Data provided: Begin
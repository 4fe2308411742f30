//! Venue endpoints
//!
//! Create and edit accept urlencoded forms; the matching GET routes return
//! what a form needs to render (genre choices, current values).

use std::sync::Arc;

use axum::{
    extract::State,
    http::StatusCode,
    routing::{get, post},
    Json, Router,
};
use serde::Serialize;

use super::Outcome;
use crate::db::repos::{Genre, GenreRepo, SearchResults, Venue, VenueArea, VenueDetail, VenueRepo, VenueSummary};
use crate::http::error::ApiError;
use crate::http::extractors::{FormFields, ValidId};
use crate::http::server::AppState;
use crate::models::show::now;
use crate::models::{SearchTerm, VenueDraft};

/// What the create form needs
#[derive(Serialize)]
pub struct VenueForm {
    pub genre_choices: Vec<Genre>,
}

/// What the edit form needs
#[derive(Serialize)]
pub struct VenueEditForm {
    pub venue: Venue,
    pub genres: Vec<String>,
    pub genre_choices: Vec<Genre>,
}

/// GET /venues - venues grouped by city and state
async fn list_venues(State(state): State<Arc<AppState>>) -> Result<Json<Vec<VenueArea>>, ApiError> {
    let areas = VenueRepo::new(&state.pool).list_by_area(now()).await?;
    Ok(Json(areas))
}

/// POST /venues/search
async fn search_venues(
    State(state): State<Arc<AppState>>,
    form: FormFields,
) -> Result<Json<SearchResults<VenueSummary>>, ApiError> {
    let term = SearchTerm::from(&form);
    let results = VenueRepo::new(&state.pool).search(&term, now()).await?;
    tracing::debug!(term = term.as_str(), count = results.count, "venue search");
    Ok(Json(results))
}

/// GET /venues/{id}
async fn show_venue(
    State(state): State<Arc<AppState>>,
    ValidId(id): ValidId,
) -> Result<Json<VenueDetail>, ApiError> {
    Ok(Json(VenueRepo::new(&state.pool).detail(id, now()).await?))
}

/// GET /venues/create
async fn create_venue_form(State(state): State<Arc<AppState>>) -> Result<Json<VenueForm>, ApiError> {
    let genre_choices = GenreRepo::new(&state.pool).list().await?;
    Ok(Json(VenueForm { genre_choices }))
}

/// POST /venues/create
async fn create_venue(
    State(state): State<Arc<AppState>>,
    form: FormFields,
) -> Result<(StatusCode, Json<Outcome>), ApiError> {
    let draft = VenueDraft::from(&form);
    let failed = format!("An error occurred. Venue '{}' could not be listed.", draft.name.trim());

    let fields = draft.validate().map_err(|e| ApiError::from(e).during(failed.as_str()))?;
    let venue = VenueRepo::new(&state.pool)
        .create(&fields)
        .await
        .map_err(|e| ApiError::from(e).during(failed.as_str()))?;

    Ok((
        StatusCode::CREATED,
        Json(Outcome::new(
            venue.id,
            format!("Venue '{}' was successfully listed!", venue.name),
        )),
    ))
}

/// GET /venues/{id}/edit
async fn edit_venue_form(
    State(state): State<Arc<AppState>>,
    ValidId(id): ValidId,
) -> Result<Json<VenueEditForm>, ApiError> {
    let repo = VenueRepo::new(&state.pool);
    let venue = repo.get(id).await?;
    let genres = repo.genres(id).await?;
    let genre_choices = GenreRepo::new(&state.pool).list().await?;

    Ok(Json(VenueEditForm {
        venue,
        genres,
        genre_choices,
    }))
}

/// POST /venues/{id}/edit
async fn edit_venue(
    State(state): State<Arc<AppState>>,
    ValidId(id): ValidId,
    form: FormFields,
) -> Result<Json<Outcome>, ApiError> {
    let draft = VenueDraft::from(&form);
    let failed = format!("An error occurred. Venue '{}' could not be updated.", draft.name.trim());

    let fields = draft.validate().map_err(|e| ApiError::from(e).during(failed.as_str()))?;
    let venue = VenueRepo::new(&state.pool)
        .update(id, &fields)
        .await
        .map_err(|e| ApiError::from(e).during(failed.as_str()))?;

    Ok(Json(Outcome::new(
        venue.id,
        format!("Venue '{}' was successfully updated!", venue.name),
    )))
}

/// DELETE /venues/{id} - refused while shows reference the venue
async fn delete_venue(
    State(state): State<Arc<AppState>>,
    ValidId(id): ValidId,
) -> Result<Json<Outcome>, ApiError> {
    let repo = VenueRepo::new(&state.pool);
    let venue = repo.get(id).await?;

    repo.delete(id).await.map_err(|e| {
        ApiError::from(e).during(format!(
            "An error occurred. Venue '{}' could not be deleted.",
            venue.name
        ))
    })?;

    Ok(Json(Outcome::new(
        id,
        format!("Venue '{}' was successfully deleted.", venue.name),
    )))
}

/// Venue routes
pub fn router() -> Router<Arc<AppState>> {
    Router::new()
        .route("/venues", get(list_venues))
        .route("/venues/search", post(search_venues))
        .route("/venues/create", get(create_venue_form).post(create_venue))
        .route("/venues/{id}", get(show_venue).delete(delete_venue))
        .route("/venues/{id}/edit", get(edit_venue_form).post(edit_venue))
}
Data provided: End
## About this task
Each line of the material that contains the string "SearchTerm" has to be copied out.

## Solution to this task
use crate::models::{SearchTerm, VenueDraft};
    let term = SearchTerm::from(&form);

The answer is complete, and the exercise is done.